After the initial setup for the BPool has completed, we release the MTL reservation.  This makes the memory available to external consumers (e.g., xprocs, COM objects, NET Libraries, etc.) running within the server as well as to the database engine itself.  At that point, memory allocations within the database engine are serviced by the server's five memory manager objects and allocated from either the BPool or MTL based on size, as I've described elsewhere.  Allocations of 8KB or less come from the BPool; allocations larger than that come from MTL.  With the possible exception of xprocs, external (non-database engine) consumers get their memory from MTL.  Xprocs can have their memory allocations filled from either the BPool or MTL based on two factors:  whether they call srv_alloc() to perform the allocation and the size of the requested allocation.

The server regularly checks the available physical memory on the host machine and trims the BPool as necessary in order to prevent having the server paged out.  The exact amount of available physical memory needed to keep this from happening varies between OS and SQL Server versions.  Regardless, if the server determines that available physical memory has dropped too low, it begins calling VirtualFree() to de-commit BPool pages so that their corresponding physical memory -- however much that is -- can be freed and help keep Windows from paging the server to disk.

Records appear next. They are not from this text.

#[cfg(test)]
mod tests {
    use super::*;
    use crate::exchange::PaperWallet;
    use crate::storage::{with_position_open, with_status, MemoryStorage, OrderFilter, PositionFilter};
    use approx::assert_relative_eq;
    use chrono::{DateTime, Duration as ChronoDuration, TimeZone, Utc};
    use std::sync::atomic::{AtomicBool, Ordering as AtomicOrdering};

    fn at(minute: i64) -> DateTime<Utc> {
        Utc.with_ymd_and_hms(2021, 1, 1, 0, 0, 0).unwrap() + ChronoDuration::minutes(minute)
    }

    fn candle(minute: i64, close: f64, high: f64, low: f64) -> Candle {
        Candle::new("BTCUSDT", at(minute), close, high, low, close, 1.0)
    }

    struct Fixture {
        wallet: Arc<PaperWallet>,
        storage: Arc<MemoryStorage>,
        controller: Arc<Controller>,
    }

    impl Fixture {
        fn new(usdt: f64) -> Self {
            let pairs = Arc::new(PairTable::with_quote_fallback());
            let wallet = Arc::new(PaperWallet::new("USDT", pairs.clone()).with_asset("USDT", usdt));
            let storage = Arc::new(MemoryStorage::new());
            let controller = Arc::new(Controller::new(
                wallet.clone(),
                storage.clone(),
                Arc::new(OrderFeed::new()),
                pairs,
            ));
            Self {
                wallet,
                storage,
                controller,
            }
        }

        fn tick(&self, candle: &Candle) {
            self.wallet.on_candle(candle);
            self.controller.on_candle(candle);
        }
    }

    #[test]
    fn test_market_order_opens_position() {
        let fx = Fixture::new(10_000.0);
        fx.tick(&candle(0, 1000.0, 1000.0, 1000.0));

        let order = fx.controller.create_order_market(Side::Buy, "BTCUSDT", 2.0).unwrap();
        assert_eq!(order.id, 1);
        assert_eq!(fx.storage.orders(&[]).unwrap().len(), 1);

        let position = fx.controller.open_position("BTCUSDT").unwrap();
        assert_eq!(position.side, Side::Buy);
        assert_eq!(position.quantity, 2.0);
        assert_eq!(fx.storage.positions(&[]).unwrap().len(), 1);
        assert_relative_eq!(fx.controller.position_value("BTCUSDT").unwrap(), 2000.0);
    }

    #[test]
    fn test_round_trip_records_win() {
        let fx = Fixture::new(10_000.0);
        fx.tick(&candle(0, 1000.0, 1000.0, 1000.0));
        fx.controller.create_order_market(Side::Buy, "BTCUSDT", 1.0).unwrap();

        fx.tick(&candle(1, 1100.0, 1100.0, 1100.0));
        let sell = fx.controller.create_order_market(Side::Sell, "BTCUSDT", 1.0).unwrap();

        assert!(fx.controller.open_position("BTCUSDT").is_none());
        assert_relative_eq!(sell.profit_value, 100.0);
        assert_relative_eq!(sell.profit, 0.1);

        let summary = fx.controller.summary("BTCUSDT").unwrap();
        assert_eq!(summary.win_long, vec![100.0]);
        assert_relative_eq!(summary.volume, 2100.0);
    }

    #[test]
    fn test_flip_long_to_short() {
        let fx = Fixture::new(10_000.0);
        fx.tick(&candle(0, 1500.0, 1500.0, 1500.0));
        fx.controller.create_order_market(Side::Buy, "BTCUSDT", 2.0).unwrap();

        fx.tick(&candle(1, 1600.0, 1600.0, 1600.0));
        let sell = fx.controller.create_order_market(Side::Sell, "BTCUSDT", 3.0).unwrap();
        assert_relative_eq!(sell.profit_value, 200.0);

        let position = fx.controller.open_position("BTCUSDT").unwrap();
        assert_eq!(position.side, Side::Sell);
        assert_relative_eq!(position.quantity, 1.0);
        assert_relative_eq!(position.avg_price, 1600.0);
        assert_eq!(position.created_at, at(1));
        assert_eq!(fx.controller.summary("BTCUSDT").unwrap().win_long.len(), 1);
    }

    #[test]
    fn test_limit_fill_is_picked_up_on_candle() {
        let fx = Fixture::new(100.0);
        fx.tick(&candle(0, 110.0, 110.0, 110.0));

        let buy = fx.controller.create_order_limit(Side::Buy, "BTCUSDT", 1.0, 100.0).unwrap();
        assert!(fx.controller.open_position("BTCUSDT").is_none());

        fx.tick(&candle(1, 100.0, 101.0, 99.0));
        let stored = fx.storage.orders(&[with_status(OrderStatus::Filled)]).unwrap();
        assert_eq!(stored.len(), 1);
        assert_eq!(stored[0].id, buy.id);
        assert_eq!(fx.controller.open_position("BTCUSDT").unwrap().quantity, 1.0);

        fx.controller.create_order_limit(Side::Sell, "BTCUSDT", 1.0, 200.0).unwrap();
        fx.tick(&candle(2, 200.0, 200.0, 150.0));
        assert!(fx.controller.open_position("BTCUSDT").is_none());
        assert_eq!(fx.controller.summary("BTCUSDT").unwrap().win().len(), 1);
    }

    #[test]
    fn test_cancel_marks_pending_then_canceled() {
        let fx = Fixture::new(100.0);
        fx.tick(&candle(0, 110.0, 110.0, 110.0));
        let buy = fx.controller.create_order_limit(Side::Buy, "BTCUSDT", 1.0, 50.0).unwrap();

        fx.controller.cancel(&buy).unwrap();
        assert_eq!(
            fx.storage.orders(&[with_status(OrderStatus::PendingCancel)]).unwrap().len(),
            1
        );

        fx.controller.update_orders();
        assert_eq!(
            fx.storage.orders(&[with_status(OrderStatus::Canceled)]).unwrap().len(),
            1
        );
    }

    #[test]
    fn test_cancel_after_fill_books_the_fill_once() {
        let fx = Fixture::new(1000.0);
        fx.tick(&candle(0, 110.0, 110.0, 110.0));
        let buy = fx.controller.create_order_limit(Side::Buy, "BTCUSDT", 1.0, 100.0).unwrap();

        fx.tick(&candle(1, 100.0, 101.0, 99.0));
        assert_eq!(fx.controller.open_position("BTCUSDT").unwrap().quantity, 1.0);

        fx.controller.cancel(&buy).unwrap();
        let stored = fx.storage.orders(&[with_id(buy.id)]).unwrap();
        assert_eq!(stored[0].status, OrderStatus::Filled);

        fx.controller.update_orders();
        assert_eq!(fx.controller.open_position("BTCUSDT").unwrap().quantity, 1.0);
        assert_eq!(fx.wallet.position("BTCUSDT").unwrap(), (1.0, 900.0));
    }

    #[test]
    fn test_cancel_of_unpolled_fill_leaves_it_to_the_poll() {
        let fx = Fixture::new(1000.0);
        fx.tick(&candle(0, 110.0, 110.0, 110.0));
        let buy = fx.controller.create_order_limit(Side::Buy, "BTCUSDT", 1.0, 100.0).unwrap();

        fx.wallet.on_candle(&candle(1, 100.0, 101.0, 99.0));
        fx.controller.cancel(&buy).unwrap();
        let stored = fx.storage.orders(&[with_id(buy.id)]).unwrap();
        assert_eq!(stored[0].status, OrderStatus::New);

        fx.controller.update_orders();
        fx.controller.update_orders();
        assert_eq!(fx.controller.open_position("BTCUSDT").unwrap().quantity, 1.0);
        assert_eq!(fx.storage.orders(&[with_status(OrderStatus::Filled)]).unwrap().len(), 1);
    }

    #[test]
    fn test_closed_position_is_stored_closed() {
        let fx = Fixture::new(10_000.0);
        fx.tick(&candle(0, 1000.0, 1000.0, 1000.0));
        fx.controller.create_order_market(Side::Buy, "BTCUSDT", 2.0).unwrap();
        fx.tick(&candle(1, 1100.0, 1100.0, 1100.0));
        fx.controller.create_order_market(Side::Sell, "BTCUSDT", 2.0).unwrap();

        let stored = fx.storage.positions(&[]).unwrap();
        assert_eq!(stored.len(), 1);
        assert_eq!(stored[0].closed_at, Some(at(1)));
        assert!(fx.storage.positions(&[with_position_open()]).unwrap().is_empty());
    }

    #[test]
    fn test_flip_stores_closed_long_and_open_short() {
        let fx = Fixture::new(10_000.0);
        fx.tick(&candle(0, 1500.0, 1500.0, 1500.0));
        fx.controller.create_order_market(Side::Buy, "BTCUSDT", 2.0).unwrap();
        fx.tick(&candle(1, 1600.0, 1600.0, 1600.0));
        fx.controller.create_order_market(Side::Sell, "BTCUSDT", 3.0).unwrap();

        let stored = fx.storage.positions(&[]).unwrap();
        assert_eq!(stored.len(), 2);
        let long = stored.iter().find(|p| p.side == Side::Buy).unwrap();
        assert_eq!(long.closed_at, Some(at(1)));
        assert_relative_eq!(long.quantity, 2.0);

        let open = fx.storage.positions(&[with_position_open()]).unwrap();
        assert_eq!(open.len(), 1);
        assert_eq!(open[0].side, Side::Sell);
        assert_relative_eq!(open[0].quantity, 1.0);
        assert_eq!(Some(&open[0]), fx.controller.open_position("BTCUSDT").as_ref());
    }

    /// Memory storage whose order updates can be switched to fail
    #[derive(Default)]
    struct FlakyStorage {
        inner: MemoryStorage,
        failing: AtomicBool,
    }

    impl Storage for FlakyStorage {
        fn create_order(&self, order: &mut Order) -> Result<()> {
            self.inner.create_order(order)
        }

        fn update_order(&self, order: &Order) -> Result<()> {
            if self.failing.load(AtomicOrdering::SeqCst) {
                return Err(Error::Storage("disk full".to_string()));
            }
            self.inner.update_order(order)
        }

        fn orders(&self, filters: &[OrderFilter]) -> Result<Vec<Order>> {
            self.inner.orders(filters)
        }

        fn create_position(&self, position: &Position) -> Result<()> {
            self.inner.create_position(position)
        }

        fn positions(&self, filters: &[PositionFilter]) -> Result<Vec<Position>> {
            self.inner.positions(filters)
        }
    }

    #[test]
    fn test_failed_update_does_not_book_the_fill_twice() {
        let pairs = Arc::new(PairTable::with_quote_fallback());
        let wallet = Arc::new(PaperWallet::new("USDT", pairs.clone()).with_asset("USDT", 1000.0));
        let storage = Arc::new(FlakyStorage::default());
        let controller = Controller::new(wallet.clone(), storage.clone(), Arc::new(OrderFeed::new()), pairs);

        let bar = candle(0, 110.0, 110.0, 110.0);
        wallet.on_candle(&bar);
        controller.on_candle(&bar);
        controller.create_order_limit(Side::Buy, "BTCUSDT", 1.0, 100.0).unwrap();

        storage.failing.store(true, AtomicOrdering::SeqCst);
        let bar = candle(1, 100.0, 101.0, 99.0);
        wallet.on_candle(&bar);
        controller.on_candle(&bar);
        assert!(controller.open_position("BTCUSDT").is_none());

        storage.failing.store(false, AtomicOrdering::SeqCst);
        controller.update_orders();
        controller.update_orders();
        assert_eq!(controller.open_position("BTCUSDT").unwrap().quantity, 1.0);
        assert_eq!(storage.orders(&[with_status(OrderStatus::Filled)]).unwrap().len(), 1);
    }

    #[test]
    fn test_rejected_orders_are_returned() {
        let fx = Fixture::new(100.0);
        fx.tick(&candle(0, 1000.0, 1000.0, 1000.0));

        let err = fx
            .controller
            .create_order_market(Side::Buy, "BTCUSDT", 1.0)
            .unwrap_err();
        assert!(matches!(err, Error::InsufficientFunds { .. }));
        assert!(fx.storage.orders(&[]).unwrap().is_empty());
    }

    #[test]
    fn test_oco_orders_are_stored() {
        let fx = Fixture::new(100.0);
        fx.tick(&candle(0, 100.0, 100.0, 100.0));
        fx.controller.create_order_market(Side::Buy, "BTCUSDT", 1.0).unwrap();

        let legs = fx
            .controller
            .create_order_oco(Side::Sell, "BTCUSDT", 1.0, 120.0, 90.0, 89.0)
            .unwrap();
        assert_eq!(legs.len(), 2);
        assert!(legs.iter().all(|o| o.id > 0));

        fx.tick(&candle(1, 121.0, 121.0, 110.0));
        let canceled = fx.storage.orders(&[with_status(OrderStatus::Canceled)]).unwrap();
        assert_eq!(canceled.len(), 1);
        assert!(fx.controller.open_position("BTCUSDT").is_none());
    }

    #[tokio::test]
    async fn test_start_and_stop() {
        let fx = Fixture::new(100.0);
        let controller = fx.controller.clone();

        controller.start();
        assert_eq!(controller.status(), ControllerStatus::Running);
        tokio::time::sleep(Duration::from_millis(5)).await;

        controller.stop();
        assert_eq!(controller.status(), ControllerStatus::Stopped);
        controller.stop();
    }
}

So, the bottom line here is that max server memory doesn't affect the size of the MTL because it's about committed pages in the BPool, not reserved pages.  If you want to adjust the size of MTL on 32-bit SQL Server, use the -g start-up parameter.  I should point out that this is not something that's often needed, and you should probably talk to Microsoft before manually tweaking the server's memory configuration in this way.